The answer must be every record below, repeated exactly.

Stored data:
Content starts

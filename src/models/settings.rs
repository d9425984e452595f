use chrono::{DateTime, Utc};
use serde::{Deserialize, Serialize};
use std::fmt;
use std::str::FromStr;
use utoipa::ToSchema;

/// Fixed set of vault categories.
#[derive(Debug, Clone, Copy, Default, PartialEq, Eq, Hash, Serialize, Deserialize, ToSchema)]
#[serde(rename_all = "snake_case")]
pub enum SettingCategory {
    Webhooks,
    Analytics,
    Integrations,
    ApiKeys,
    #[default]
    General,
}

impl SettingCategory {
    pub const ALL: [SettingCategory; 5] = [
        SettingCategory::Webhooks,
        SettingCategory::Analytics,
        SettingCategory::Integrations,
        SettingCategory::ApiKeys,
        SettingCategory::General,
    ];

    pub fn as_str(&self) -> &'static str {
        match self {
            SettingCategory::Webhooks => "webhooks",
            SettingCategory::Analytics => "analytics",
            SettingCategory::Integrations => "integrations",
            SettingCategory::ApiKeys => "api_keys",
            SettingCategory::General => "general",
        }
    }

    pub fn label(&self) -> &'static str {
        match self {
            SettingCategory::Webhooks => "Webhooks",
            SettingCategory::Analytics => "Analytics",
            SettingCategory::Integrations => "Integrations",
            SettingCategory::ApiKeys => "API keys",
            SettingCategory::General => "General",
        }
    }
}

impl fmt::Display for SettingCategory {
    fn fmt(&self, f: &mut fmt::Formatter<'_>) -> fmt::Result {
        f.write_str(self.as_str())
    }
}

impl FromStr for SettingCategory {
    type Err = String;

    fn from_str(s: &str) -> Result<Self, Self::Err> {
        SettingCategory::ALL
            .iter()
            .copied()
            .find(|c| c.as_str() == s)
            .ok_or_else(|| format!("Unknown category: {}", s))
    }
}

/// A decrypted vault record as exposed over the API.
#[derive(Debug, Clone, PartialEq, Serialize, Deserialize, ToSchema)]
pub struct SecureSetting {
    pub id: i64,
    pub key: String,
    pub value: String,
    pub category: SettingCategory,
    pub description: Option<String>,
    pub created_at: DateTime<Utc>,
    pub updated_at: DateTime<Utc>,
}

/// Create-or-update payload keyed by `key`.
#[derive(Debug, Clone, PartialEq, Eq, Serialize, Deserialize, ToSchema)]
pub struct SettingInput {
    pub key: String,
    pub value: String,
    #[serde(default)]
    pub category: SettingCategory,
    #[serde(default)]
    pub description: Option<String>,
}

impl SettingInput {
    pub fn new(
        key: impl Into<String>,
        value: impl Into<String>,
        category: SettingCategory,
        description: impl Into<String>,
    ) -> Self {
        let description = description.into();
        Self {
            key: key.into(),
            value: value.into(),
            category,
            description: (!description.is_empty()).then_some(description),
        }
    }

    pub fn validate(&self) -> Result<(), String> {
        if self.key.trim().is_empty() {
            return Err("Setting key is required".to_string());
        }
        if self.value.is_empty() {
            return Err("Setting value is required".to_string());
        }
        Ok(())
    }
}

/// Row as stored in `secure_settings`, value still encrypted.
#[derive(Debug, Clone, sqlx::FromRow)]
pub struct SecureSettingRow {
    pub id: i64,
    pub key: String,
    pub encrypted_value: String,
    pub category: String,
    pub description: Option<String>,
    pub created_at: DateTime<Utc>,
    pub updated_at: DateTime<Utc>,
}

/// Plain admin configuration entry from `app_settings`
#[derive(Debug, Clone, sqlx::FromRow, Serialize, Deserialize)]
pub struct AppSettingEntry {
    pub id: i64,
    pub key: String,
    pub value: String,
}

impl AppSettingEntry {
    pub const ADMIN_PASSWORD_HASH: &'static str = "admin_password_hash";
}
pub mod auth;
pub mod contact;
pub mod portfolio;
pub mod settings;

// Re-export all handler functions for easy importing
pub use auth::*;
pub use contact::*;
pub use portfolio::*;
pub use settings::*;

use actix_web::web;

/// JSON body limit; base64 image uploads need room beyond actix's default.
pub const MAX_JSON_BODY: usize = 16 * 1024 * 1024;

/// Registers every API route. Shared by the server binary and the integration tests.
pub fn configure_routes(cfg: &mut web::ServiceConfig) {
    cfg.route("/api/login", web::post().to(login_api))
        .route("/api/change-password", web::post().to(change_password_api))
        .route("/api/emergency-reset", web::post().to(emergency_reset_api))
        .route("/api/secure-settings", web::get().to(list_settings))
        .route("/api/secure-settings", web::post().to(upsert_setting))
        .route("/api/secure-settings", web::put().to(upsert_setting))
        .route("/api/secure-settings", web::delete().to(delete_setting))
        .route("/api/secure-settings/import", web::post().to(import_project_secrets))
        .route("/api/portfolio", web::get().to(list_projects))
        .route("/api/portfolio", web::post().to(create_project))
        .route("/api/portfolio/{id}", web::get().to(get_project))
        .route("/api/portfolio/{id}", web::put().to(update_project))
        .route("/api/portfolio/{id}", web::delete().to(delete_project))
        .route("/api/upload-portfolio-image", web::post().to(upload_portfolio_image))
        .route("/api/contact", web::post().to(submit_contact));
}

Content ends

Your solution
filename src/models/settings.rs
repository d9425984e452595f
use chrono::{DateTime, Utc};
use serde::{Deserialize, Serialize};
use std::fmt;
use std::str::FromStr;
use utoipa::ToSchema;

/// Fixed set of vault categories.
#[derive(Debug, Clone, Copy, Default, PartialEq, Eq, Hash, Serialize, Deserialize, ToSchema)]
#[serde(rename_all = "snake_case")]
pub enum SettingCategory {
    Webhooks,
    Analytics,
    Integrations,
    ApiKeys,
    #[default]
    General,
}

impl SettingCategory {
    pub const ALL: [SettingCategory; 5] = [
        SettingCategory::Webhooks,
        SettingCategory::Analytics,
        SettingCategory::Integrations,
        SettingCategory::ApiKeys,
        SettingCategory::General,
    ];

    pub fn as_str(&self) -> &'static str {
        match self {
            SettingCategory::Webhooks => "webhooks",
            SettingCategory::Analytics => "analytics",
            SettingCategory::Integrations => "integrations",
            SettingCategory::ApiKeys => "api_keys",
            SettingCategory::General => "general",
        }
    }

    pub fn label(&self) -> &'static str {
        match self {
            SettingCategory::Webhooks => "Webhooks",
            SettingCategory::Analytics => "Analytics",
            SettingCategory::Integrations => "Integrations",
            SettingCategory::ApiKeys => "API keys",
            SettingCategory::General => "General",
        }
    }
}

impl fmt::Display for SettingCategory {
    fn fmt(&self, f: &mut fmt::Formatter<'_>) -> fmt::Result {
        f.write_str(self.as_str())
    }
}

impl FromStr for SettingCategory {
    type Err = String;

    fn from_str(s: &str) -> Result<Self, Self::Err> {
        SettingCategory::ALL
            .iter()
            .copied()
            .find(|c| c.as_str() == s)
            .ok_or_else(|| format!("Unknown category: {}", s))
    }
}

/// A decrypted vault record as exposed over the API.
#[derive(Debug, Clone, PartialEq, Serialize, Deserialize, ToSchema)]
pub struct SecureSetting {
    pub id: i64,
    pub key: String,
    pub value: String,
    pub category: SettingCategory,
    pub description: Option<String>,
    pub created_at: DateTime<Utc>,
    pub updated_at: DateTime<Utc>,
}

/// Create-or-update payload keyed by `key`.
#[derive(Debug, Clone, PartialEq, Eq, Serialize, Deserialize, ToSchema)]
pub struct SettingInput {
    pub key: String,
    pub value: String,
    #[serde(default)]
    pub category: SettingCategory,
    #[serde(default)]
    pub description: Option<String>,
}

impl SettingInput {
    pub fn new(
        key: impl Into<String>,
        value: impl Into<String>,
        category: SettingCategory,
        description: impl Into<String>,
    ) -> Self {
        let description = description.into();
        Self {
            key: key.into(),
            value: value.into(),
            category,
            description: (!description.is_empty()).then_some(description),
        }
    }

    pub fn validate(&self) -> Result<(), String> {
        if self.key.trim().is_empty() {
            return Err("Setting key is required".to_string());
        }
        if self.value.is_empty() {
            return Err("Setting value is required".to_string());
        }
        Ok(())
    }
}

/// Row as stored in `secure_settings`, value still encrypted.
#[derive(Debug, Clone, sqlx::FromRow)]
pub struct SecureSettingRow {
    pub id: i64,
    pub key: String,
    pub encrypted_value: String,
    pub category: String,
    pub description: Option<String>,
    pub created_at: DateTime<Utc>,
    pub updated_at: DateTime<Utc>,
}

/// Plain admin configuration entry from `app_settings`
#[derive(Debug, Clone, sqlx::FromRow, Serialize, Deserialize)]
pub struct AppSettingEntry {
    pub id: i64,
    pub key: String,
    pub value: String,
}

impl AppSettingEntry {
    pub const ADMIN_PASSWORD_HASH: &'static str = "admin_password_hash";
}
pub mod auth;
pub mod contact;
pub mod portfolio;
pub mod settings;

// Re-export all handler functions for easy importing
pub use auth::*;
pub use contact::*;
pub use portfolio::*;
pub use settings::*;

use actix_web::web;

/// JSON body limit; base64 image uploads need room beyond actix's default.
pub const MAX_JSON_BODY: usize = 16 * 1024 * 1024;

/// Registers every API route. Shared by the server binary and the integration tests.
pub fn configure_routes(cfg: &mut web::ServiceConfig) {
    cfg.route("/api/login", web::post().to(login_api))
        .route("/api/change-password", web::post().to(change_password_api))
        .route("/api/emergency-reset", web::post().to(emergency_reset_api))
        .route("/api/secure-settings", web::get().to(list_settings))
        .route("/api/secure-settings", web::post().to(upsert_setting))
        .route("/api/secure-settings", web::put().to(upsert_setting))
        .route("/api/secure-settings", web::delete().to(delete_setting))
        .route("/api/secure-settings/import", web::post().to(import_project_secrets))
        .route("/api/portfolio", web::get().to(list_projects))
        .route("/api/portfolio", web::post().to(create_project))
        .route("/api/portfolio/{id}", web::get().to(get_project))
        .route("/api/portfolio/{id}", web::put().to(update_project))
        .route("/api/portfolio/{id}", web::delete().to(delete_project))
        .route("/api/upload-portfolio-image", web::post().to(upload_portfolio_image))
        .route("/api/contact", web::post().to(submit_contact));
}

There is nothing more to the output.